Mi piacevano molto la Reggia di Caserta e il borgo di San Leucio. Ma ciò che mi aveva fatto innamorare era la mozzarella di bufala. La mangiavo spessissimo, accompagnata con i pomodori. Apprezzavo tantissimo anche la pizza che si faceva a Caserta e in provincia.
 

Il Napoli Calcio ha ritirato la maglia numero 10, la Juvecaserta la numero 18: un gesto riservato solo ai grandi campioni, ai fuoriclasse. A tal proposito, ricordo che Maradona veniva a vederti giocare al palazzetto di Caserta: era un tuo appassionato tifoso e ti stimava molto, come uomo e come professionista. Che ricordi hai di Diego?

L’idea che Maradona venisse al PalaMaggiò per vedermi giocare mi procurava un’emozione fortissima. Gli volevo molto bene. Dopo la partita andavamo a mangiare al ristorante e trascorrevamo un po’ di tempo assieme.

Diego in campo poteva decidere la partita in ogni momento con la sua classe e la sua imprevedibilità. Fuori dal campo era una persona incredibilmente generosa.
 

Nel 2013 sei stato ammesso nella Hall of Fame, massimo riconoscimento per un cestista. Che sensazioni hai provato nel ricevere questa onorificenza, avendo al tuo fianco il mitico Larry Bird?
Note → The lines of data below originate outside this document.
/// Durable graph state plus its in-memory overlays
#[derive(Debug)]
pub(crate) struct GraphStore {
    base: BaseStore,
    delta_log: DeltaLog,
    delta_index: DeltaIndex,
    cache: HybridCache,
    registry: InnateRegistry,
    prune_threshold: f32,
    degraded: bool,
}

impl GraphStore {
    /// Open the store rooted at `dir`, replaying the delta log.
    ///
    /// Returns the store and the newest persisted tick, from which the
    /// engine resumes its counter.
    pub(crate) fn open(dir: &Path, cfg: &EngineConfig) -> Result<(Self, Tick)> {
        let base = BaseStore::open(dir, cfg.chunk_span)?;
        let registry = InnateRegistry::from_stored(base.registry_version(), base.stored_nodes());

        let (delta_log, replayed) = DeltaLog::open(&dir.join("delta.bin"))?;
        let mut delta_index = DeltaIndex::default();
        let mut skipped = 0_u64;
        for rec in &replayed {
            // Replay never resurrects edges for nodes the stored registry
            // does not know, and never admits weights outside [0, 1].
            let weight_ok = rec.weight.is_finite() && (0.0..=1.0).contains(&rec.weight);
            if weight_ok && registry.contains(rec.sender) && registry.contains(rec.receiver) {
                delta_index.apply(rec);
            } else {
                skipped += 1;
            }
        }
        if skipped > 0 {
            warn!(skipped, "delta records failed validation on replay and were ignored");
        }
        // Ticks must stay monotonic across restarts, including the case
        // where the delta was just consolidated away and only base records
        // carry the newest stamps.
        let resume_tick = delta_index.max_tick().unwrap_or(0).max(base.max_tick()?);

        Ok((
            Self {
                base,
                delta_log,
                delta_index,
                cache: HybridCache::new(cfg),
                registry,
                prune_threshold: cfg.prune_threshold,
                degraded: false,
            },
            resume_tick,
        ))
    }

    #[inline]
    pub(crate) fn registry(&self) -> &InnateRegistry {
        &self.registry
    }

    #[inline]
    pub(crate) fn degraded(&self) -> bool {
        self.degraded
    }

    pub(crate) fn node_count(&self) -> usize {
        self.base.node_count()
    }

    pub(crate) fn chunk_count(&self) -> usize {
        self.base.chunk_count()
    }

    pub(crate) fn delta_records(&self) -> u64 {
        self.delta_log.len()
    }

    pub(crate) fn delta_entries(&self) -> usize {
        self.delta_index.entries()
    }

    pub(crate) fn delta_senders(&self) -> usize {
        self.delta_index.sender_count()
    }

    pub(crate) fn cache_stats(&self) -> CacheStats {
        self.cache.stats()
    }

    pub(crate) fn check_node(&self, id: NodeId, role: &'static str) -> Result<()> {
        if self.registry.contains(id) {
            Ok(())
        } else {
            Err(EngineError::UnknownNode { id, role })
        }
    }

    /// Effective out-degree including pending delta entries; Hebbian
    /// formation uses this for the per-node cap.
    pub(crate) fn out_degree_estimate(&self, sender: NodeId) -> u32 {
        self.base
            .out_degree(sender)
            .saturating_add(self.delta_index.entries_for(sender) as u32)
    }

    // ------------------------------------------------------------------
    // READ PATH (graph view)
    // ------------------------------------------------------------------

    /// Effective outgoing synapses for `sender`, sorted by receiver.
    pub(crate) fn outgoing(&mut self, sender: NodeId) -> Result<Vec<SynapseRec>> {
        self.check_node(sender, "sender")?;
        self.cache.record_access(sender);

        let base_list = match self.cache.get(sender) {
            Some(list) => list,
            None => {
                let loaded = match self.base.read_outgoing(sender) {
                    Ok(list) => list,
                    Err(e @ EngineError::StorageIo { .. }) => {
                        self.degraded = true;
                        return Err(e);
                    }
                    Err(e) => return Err(e),
                };
                self.cache.insert(sender, loaded.clone());
                loaded
            }
        };

        let mut merged: BTreeMap<NodeId, (f32, Tick)> = base_list
            .iter()
            .map(|s| (s.receiver, (s.weight, s.tick)))
            .collect();
        if let Some(overlay) = self.delta_index.for_sender(sender) {
            for (receiver, (weight, tick)) in overlay {
                match merged.get(receiver) {
                    Some((_, base_tick)) if *base_tick > *tick => {}
                    _ => {
                        merged.insert(*receiver, (*weight, *tick));
                    }
                }
            }
        }

        Ok(merged
            .into_iter()
            .filter(|(_, (weight, _))| *weight != 0.0)
            .map(|(receiver, (weight, tick))| SynapseRec { receiver, weight, tick })
            .collect())
    }

    /// Adjacency snapshot over every registered sender: the substrate the
    /// shard actors spread on until the next consolidation.
    pub(crate) fn snapshot_adjacency(&mut self) -> Result<HashMap<NodeId, Vec<SynapseRec>>> {
        let ids = self.registry.sorted_ids();
        let mut adjacency = HashMap::with_capacity(ids.len());
        for id in ids {
            adjacency.insert(id, self.outgoing(id)?);
        }
        Ok(adjacency)
    }

    // ------------------------------------------------------------------
    // WRITE PATH
    // ------------------------------------------------------------------

    /// Record one edge update in the delta and invalidate the cache entry.
    pub(crate) fn update_edge(
        &mut self,
        sender: NodeId,
        receiver: NodeId,
        weight: f32,
        tick: Tick,
    ) -> Result<()> {
        self.check_node(sender, "sender")?;
        self.check_node(receiver, "receiver")?;

        let rec = DeltaRecord { sender, receiver, weight, tick };
        if let Err(e) = self.delta_log.append(&rec) {
            self.degraded = true;
            return Err(e);
        }
        self.delta_index.apply(&rec);
        self.cache.invalidate(sender);
        Ok(())
    }

    /// Force the delta log to disk (explicit flush surface).
    pub(crate) fn sync_delta(&mut self) -> Result<()> {
        self.delta_log.sync()
    }

    /// Pin a sender's adjacency into the cache hot tier.
    pub(crate) fn pin(&mut self, sender: NodeId) -> Result<()> {
        self.check_node(sender, "sender")?;
        self.cache.pin(sender);
        Ok(())
    }

    /// Release an explicit pin.
    pub(crate) fn unpin(&mut self, sender: NodeId) -> Result<()> {
        self.check_node(sender, "sender")?;
        self.cache.unpin(sender);
        Ok(())
    }

    // ------------------------------------------------------------------
    // CONSOLIDATION
    // ------------------------------------------------------------------

    /// Merge the delta into the base: last-write-wins by tick, tombstones
    /// remove edges, weights below the prune threshold are dropped. The
    /// delta is truncated only after the new base is durable, so a crash
    /// mid-merge leaves a replayable log behind.
    pub(crate) fn consolidate(&mut self) -> Result<MergeStats> {
        // fsync boundary: pending appends become durable before the merge.
        self.delta_log.sync()?;

        let mut stats = MergeStats::default();
        let mut rewrite: BTreeMap<NodeId, Vec<SynapseRec>> = BTreeMap::new();

        let mut senders = self.delta_index.senders();
        senders.sort_unstable();
        for sender in senders {
            let mut merged: BTreeMap<NodeId, (f32, Tick)> = self
                .base
                .read_outgoing(sender)?
                .into_iter()
                .map(|s| (s.receiver, (s.weight, s.tick)))
                .collect();
            if let Some(overlay) = self.delta_index.for_sender(sender) {
                for (receiver, (weight, tick)) in overlay {
                    match merged.get(receiver) {
                        Some((_, base_tick)) if *base_tick > *tick => {}
                        _ => {
                            merged.insert(*receiver, (*weight, *tick));
                            stats.merged += 1;
                        }
                    }
                }
            }

            let before = merged.len();
            let kept: Vec<SynapseRec> = merged
                .into_iter()
                .filter(|(_, (weight, _))| *weight != 0.0 && *weight >= self.prune_threshold)
                .map(|(receiver, (weight, tick))| SynapseRec { receiver, weight, tick })
                .collect();
            stats.pruned += (before - kept.len()) as u32;
            stats.senders += 1;
            rewrite.insert(sender, kept);
        }

        self.base.rewrite_senders(rewrite)?;
        self.delta_log.truncate()?;
        self.delta_index.clear();

        // The cache may hold pre-merge lists; drop everything and re-warm
        // the hot set from the new base.
        self.cache.purge();
        self.cache.refresh_budget();
        let warm = self.cache.pinned_ids();
        for id in warm {
            if self.registry.contains(id) {
                let list = self.base.read_outgoing(id)?;
                self.cache.insert(id, list);
            }
        }

        info!(
            merged = stats.merged,
            pruned = stats.pruned,
            senders = stats.senders,
            "consolidation merged delta into base"
        );
        Ok(stats)
    }

    // ------------------------------------------------------------------
    // REGISTRY MIGRATION / BOOTSTRAP
    // ------------------------------------------------------------------

    /// Replace the registry, preserving edges whose endpoints survive.
    ///
    /// Aborts with `MigrationConflict` (old state intact) when an
    /// explicitly pinned node is absent from the new registry.
    pub(crate) fn migrate_registry(&mut self, next: InnateRegistry) -> Result<(u32, u32)> {
        for pinned in self.cache.explicit_pins() {
            if !next.contains(pinned) {
                return Err(EngineError::MigrationConflict { id: pinned });
            }
        }

        // Capture the effective graph (base + delta) before the old state
        // is torn down.
        let old_ids = self.registry.sorted_ids();
        let mut surviving: BTreeMap<NodeId, Vec<SynapseRec>> = BTreeMap::new();
        for sender in &old_ids {
            if !next.contains(*sender) {
                continue;
            }
            let list: Vec<SynapseRec> = self
                .outgoing(*sender)?
                .into_iter()
                .filter(|s| next.contains(s.receiver))
                .collect();
            surviving.insert(*sender, list);
        }
        for id in next.sorted_ids() {
            surviving.entry(id).or_default();
        }

        let kinds: HashMap<NodeId, NodeKind> = next.iter().collect();
        self.base.write_full(&surviving, &kinds, next.version())?;
        self.delta_log.truncate()?;
        self.delta_index.clear();
        self.cache.reset();
        self.cache.refresh_budget();

        let removed = old_ids.iter().filter(|id| !next.contains(**id)).count() as u32;
        let added = next
            .sorted_ids()
            .iter()
            .filter(|id| !self.registry.contains(**id))
            .count() as u32;
        self.registry = next;

        info!(added, removed, version = self.registry.version(), "registry migrated");
        Ok((added, removed))
    }

    /// Seed an empty store: every registered node gets an empty adjacency.
    pub(crate) fn bootstrap(&mut self, registry: InnateRegistry) -> Result<()> {
        let data: BTreeMap<NodeId, Vec<SynapseRec>> = registry
            .sorted_ids()
            .into_iter()
            .map(|id| (id, Vec::new()))
            .collect();
        let kinds: HashMap<NodeId, NodeKind> = registry.iter().collect();
        self.base.write_full(&data, &kinds, registry.version())?;
        self.delta_log.truncate()?;
        self.delta_index.clear();
        self.cache.reset();
        self.registry = registry;
        info!(nodes = self.registry.len(), "node pool initialized with empty adjacency");
        Ok(())
    }

    #[cfg(test)]
    pub(crate) fn purge_cache_for_test(&mut self) {
        self.cache.purge();
    }
}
Ricordo che ero alla guida della mia auto. Squilla il mio telefono, vedo che si tratta di una chiamata dagli Stati Uniti, e rispondo in vivavoce. Mi dicono che sono stato ammesso nella Hall of Fame. Al che io faccio presente che facevo parte della Hall of Fame già dal 2010. Il mio interlocutore mi dice, però, che mi chiamava non dalla FIBA ma dal Naismith Memorial Basketball Hall of Fame di Springfield e che volevano conferirmi il massimo riconoscimento mondiale per un cestista. E pensare che non avevo neanche mai giocato in NBA!

Ero felicissimo. Ho provato un’emozione fortissima. Era un premio che avevo sognato molto. E poi, dopo dieci anni che avevo smesso di giocare, arriva questa splendida notizia.
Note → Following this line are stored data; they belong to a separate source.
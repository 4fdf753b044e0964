//! Engine error taxonomy.
//!
//! Every public operation returns [`Result`]. Storage and CRC problems are
//! recovered locally where that is safe (log truncation, single retry);
//! everything else surfaces to the caller with a typed reason.

use crate::registry::NodeId;

/// Engine error type
#[non_exhaustive]
#[derive(Debug, thiserror::Error)]
pub enum EngineError {
    /// Node id is not part of the innate registry
    #[error("unknown node {id} ({role}); node must be registered in the innate registry")]
    UnknownNode {
        /// The offending id
        id: NodeId,
        /// Which argument carried it, e.g. `"sender"`
        role: &'static str,
    },

    /// Disk read/write failure. The engine marks itself degraded; reads may
    /// still be served from cache.
    #[error("storage I/O failure: {context}")]
    StorageIo {
        /// What the engine was doing when the failure happened
        context: String,
        /// Underlying I/O error
        #[source]
        source: std::io::Error,
    },

    /// CRC mismatch in the delta log. Recovered locally by truncating the
    /// log at the first bad record; surfaced only when truncation itself fails.
    #[error("corrupt delta record at offset {offset}")]
    CorruptRecord {
        /// Byte offset of the first bad record
        offset: u64,
    },

    /// Async operation against a runtime that was never started
    #[error("async runtime is not started; call start_async_runtime first")]
    RuntimeNotStarted,

    /// Async operation against a runtime that has been stopped
    #[error("async runtime has been stopped")]
    RuntimeStopped,

    /// Stimulus refused under `drop` guard mode
    #[error("ingress queue full; stimulus for node {id} refused")]
    QueueFull {
        /// The refused node
        id: NodeId,
    },

    /// Registry migration would evict an explicitly pinned node; the
    /// migration is aborted and the old state retained.
    #[error("registry migration conflict: pinned node {id} absent from new registry")]
    MigrationConflict {
        /// The pinned node the new registry no longer contains
        id: NodeId,
    },

    /// `consolidate()` requested while a consolidation is already running
    #[error("consolidation already in progress")]
    ConsolidateBusy,

    /// Non-finite or out-of-range numeric input rejected at an API boundary
    #[error("invalid value for {what}: {value}")]
    InvalidValue {
        /// Which parameter was rejected
        what: &'static str,
        /// Offending value, rendered for the message
        value: f64,
    },
}

impl EngineError {
    pub(crate) fn io(context: impl Into<String>, source: std::io::Error) -> Self {
        EngineError::StorageIo {
            context: context.into(),
            source,
        }
    }
}

/// Engine result type
pub type Result<T> = std::result::Result<T, EngineError>;

/// Reject NaN / infinities at the API boundary.
pub(crate) fn check_finite(what: &'static str, value: f32) -> Result<f32> {
    if value.is_finite() {
        Ok(value)
    } else {
        Err(EngineError::InvalidValue {
            what,
            value: value as f64,
        })
    }
}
Durante la premiazione è stato bello avere al mio fianco il mitico Larry Bird.
 

Sempre nel 2013, per te un anno denso di accadimenti, hai avuto modo di incontrare Papa Francesco durante la sua visita in Brasile. Che emozioni hai provato?
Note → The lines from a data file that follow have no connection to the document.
//! Shard actor: single consumer over one partition of the node space.
//!
//! A shard owns the activation slice for every node with
//! `owner_shard(node) == shard_id` and a read-only adjacency snapshot
//! shared by all shards until the next consolidation rebuild. Work runs to
//! completion between messages; the only suspension point is the inbox
//! receive. Writes for a sender always execute on its owner shard, which is
//! what serializes them without a global lock.

use std::collections::{HashMap, VecDeque};
use std::sync::atomic::{AtomicU32, Ordering};
use std::sync::{Arc, Mutex};

use chrono::{DateTime, Utc};
use tokio::sync::{mpsc, oneshot};
use tracing::{debug, warn};

use crate::graph::GraphStore;
use crate::kernel::{ActivationKernel, KernelParams};
use crate::registry::{NodeId, Tick};
use crate::runtime::metrics::RuntimeMetrics;
use crate::storage::SynapseRec;

/// Adjacency snapshot the shards spread on
pub(crate) type Adjacency = HashMap<NodeId, Vec<SynapseRec>>;

/// Owner partition of a node
#[inline]
pub(crate) fn owner_shard(node: NodeId, shard_count: usize) -> usize {
    if shard_count == 0 {
        0
    } else {
        (node as usize) % shard_count
    }
}

// ============================================================================
// MESSAGES
// ============================================================================

/// Inbox protocol of a shard actor
pub(crate) enum ShardMsg {
    /// External ingress; the owner shard injects and spreads.
    Stimulus {
        node: NodeId,
        strength: f32,
        source: String,
        ts: DateTime<Utc>,
        ack: oneshot::Sender<bool>,
    },
    /// Cross-shard propagation; applied additively, re-spread over threshold.
    Hop {
        from: NodeId,
        to: NodeId,
        contribution: f32,
        ttl: u8,
    },
    /// Serialized write path for one sender.
    UpdateEdge {
        sender: NodeId,
        receiver: NodeId,
        weight: f32,
        tick: Tick,
        ack: oneshot::Sender<bool>,
    },
    /// Barrier: the shard has drained its inbox up to this point.
    Flush { ack: oneshot::Sender<()> },
    /// Swap in a fresh adjacency snapshot and reset activation state.
    Rebuild {
        adjacency: Arc<Adjacency>,
        ack: oneshot::Sender<()>,
    },
    /// Dump the shard's activation slice.
    ReadActivation {
        ack: oneshot::Sender<Vec<(NodeId, f32)>>,
    },
    /// Graceful shutdown.
    Stop,
}

/// Per-shard tunables
#[derive(Debug, Clone, Copy)]
pub(crate) struct ShardParams {
    pub(crate) kernel: KernelParams,
    pub(crate) spread_threshold: f32,
    pub(crate) hop_ttl: u8,
    pub(crate) hebbian_baseline: f32,
    pub(crate) max_synapses_per_node: u32,
}

// ============================================================================
// ACTOR LOOP
// ============================================================================

pub(crate) async fn shard_loop(
    shard_id: usize,
    mut rx: mpsc::UnboundedReceiver<ShardMsg>,
    peers: Vec<mpsc::UnboundedSender<ShardMsg>>,
    mut adjacency: Arc<Adjacency>,
    store: Arc<Mutex<GraphStore>>,
    metrics: Arc<RuntimeMetrics>,
    tick: Arc<AtomicU32>,
    params: ShardParams,
) {
    let shard_count = peers.len();
    let mut kernel = ActivationKernel::new(params.kernel);

    while let Some(msg) = rx.recv().await {
        match msg {
            ShardMsg::Stimulus { node, strength, source, ts, ack } => {
                metrics.dequeue(shard_id);
                let now = tick.fetch_add(1, Ordering::SeqCst).saturating_add(1);
                debug!(shard = shard_id, node, strength, source = %source, ts = %ts, "stimulus");
                kernel.inject(node, strength, now);
                spread(
                    shard_id,
                    shard_count,
                    &mut kernel,
                    &adjacency,
                    &peers,
                    &metrics,
                    node,
                    params.hop_ttl,
                    &params,
                    now,
                );
                learn(shard_id, &mut kernel, &store, &params, now);
                kernel.decay();
                metrics.set_active(shard_id, kernel.active_count() as u64);
                metrics.processed(shard_id);
                let _ = ack.send(true);
            }
            ShardMsg::Hop { from, to, contribution, ttl } => {
                metrics.dequeue(shard_id);
                let now = tick.load(Ordering::SeqCst);
                let level = kernel.inject(to, contribution, now);
                debug!(shard = shard_id, from, to, contribution, ttl, "hop applied");
                if ttl > 0 && level >= params.spread_threshold {
                    spread(
                        shard_id,
                        shard_count,
                        &mut kernel,
                        &adjacency,
                        &peers,
                        &metrics,
                        to,
                        ttl,
                        &params,
                        now,
                    );
                }
                metrics.set_active(shard_id, kernel.active_count() as u64);
                metrics.processed(shard_id);
            }
            ShardMsg::UpdateEdge { sender, receiver, weight, tick: at, ack } => {
                metrics.dequeue(shard_id);
                let ok = {
                    let mut guard = store.lock().unwrap();
                    match guard.update_edge(sender, receiver, weight, at) {
                        Ok(()) => true,
                        Err(e) => {
                            warn!(shard = shard_id, sender, receiver, error = %e, "edge update failed");
                            false
                        }
                    }
                };
                metrics.processed(shard_id);
                let _ = ack.send(ok);
            }
            ShardMsg::Flush { ack } => {
                let _ = ack.send(());
            }
            ShardMsg::Rebuild { adjacency: next, ack } => {
                adjacency = next;
                kernel.clear();
                metrics.set_active(shard_id, 0);
                let _ = ack.send(());
            }
            ShardMsg::ReadActivation { ack } => {
                let _ = ack.send(kernel.active_nodes());
            }
            ShardMsg::Stop => break,
        }
    }
}

/// One spread step from `seed`: contributions to locally owned receivers
/// are applied in place (and may cascade, ttl permitting); contributions to
/// foreign receivers leave as `Hop` messages.
#[allow(clippy::too_many_arguments)]
fn spread(
    shard_id: usize,
    shard_count: usize,
    kernel: &mut ActivationKernel,
    adjacency: &Adjacency,
    peers: &[mpsc::UnboundedSender<ShardMsg>],
    metrics: &RuntimeMetrics,
    seed: NodeId,
    ttl: u8,
    params: &ShardParams,
    now: Tick,
) {
    let mut queue: VecDeque<(NodeId, u8)> = VecDeque::new();
    queue.push_back((seed, ttl));

    while let Some((node, ttl_left)) = queue.pop_front() {
        if ttl_left == 0 {
            continue;
        }
        let Some(edges) = adjacency.get(&node) else {
            continue;
        };
        let level = kernel.activation_of(node);
        for edge in edges {
            let contribution = level * edge.weight;
            if contribution < params.kernel.epsilon {
                continue;
            }
            let target = owner_shard(edge.receiver, shard_count);
            if target == shard_id {
                let receiver_level = kernel.inject(edge.receiver, contribution, now);
                if receiver_level >= params.spread_threshold {
                    queue.push_back((edge.receiver, ttl_left - 1));
                }
            } else {
                metrics.hop();
                metrics.enqueue(target);
                let _ = peers[target].send(ShardMsg::Hop {
                    from: node,
                    to: edge.receiver,
                    contribution,
                    ttl: ttl_left - 1,
                });
            }
        }
    }
}

/// Hebbian step over the shard's temporal window. Every node in the window
/// is owned here, so the proposed writes are sender-serialized by
/// construction; the store mutex is held only for the short apply section.
fn learn(
    shard_id: usize,
    kernel: &mut ActivationKernel,
    store: &Arc<Mutex<GraphStore>>,
    params: &ShardParams,
    now: Tick,
) {
    let proposals = kernel.hebbian_proposals(1.0);
    if proposals.is_empty() {
        return;
    }

    let mut guard = store.lock().unwrap();
    let mut current: HashMap<NodeId, HashMap<NodeId, f32>> = HashMap::new();
    for p in proposals {
        let slots = match current.entry(p.sender) {
            std::collections::hash_map::Entry::Occupied(e) => e.into_mut(),
            std::collections::hash_map::Entry::Vacant(e) => {
                let outgoing = match guard.outgoing(p.sender) {
                    Ok(list) => list,
                    Err(e2) => {
                        warn!(shard = shard_id, sender = p.sender, error = %e2, "hebbian read failed");
                        continue;
                    }
                };
                e.insert(outgoing.into_iter().map(|s| (s.receiver, s.weight)).collect())
            }
        };

        let next_weight = match slots.get(&p.receiver) {
            Some(weight) => (weight + p.delta_w).clamp(0.0, 1.0),
            None => {
                if guard.out_degree_estimate(p.sender) >= params.max_synapses_per_node {
                    continue;
                }
                params.hebbian_baseline
            }
        };
        slots.insert(p.receiver, next_weight);
        if let Err(e) = guard.update_edge(p.sender, p.receiver, next_weight, now) {
            warn!(shard = shard_id, sender = p.sender, receiver = p.receiver, error = %e, "hebbian write failed");
        }
    }
}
Per me, che sono cattolico, il Papa è la massima autorità del pianeta. Ammiro molto Papa Francesco. Poter parlare con lui è stato un dono incredibile per me. Dal momento in cui il Papa ha messo la mano sulla mia testa ho smesso di essere emozionato tre giorni dopo. Giusto per darti l’idea dell’intensità della mia emozione.
 

Posso chiederti un ricordo legato a Kobe Bryant?

Certo, con molto piacere.

Per me Kobe Bryant è stato il miglior giocatore della storia della pallacanestro.

Ricordo quando, assieme a Joe Bryant, giocavamo l’All-Star Game. Kobe era piccolino e veniva lì con suo padre; durante l’intervallo della partita si divertiva a fare un po’ di tiri: aveva solo sei o sette anni e lo vedevo fare canestro dalle posizioni e dalle distanze più diverse. Chiesi chi fosse quel bambino e mi risposero che era il figlio di Joe Bryant.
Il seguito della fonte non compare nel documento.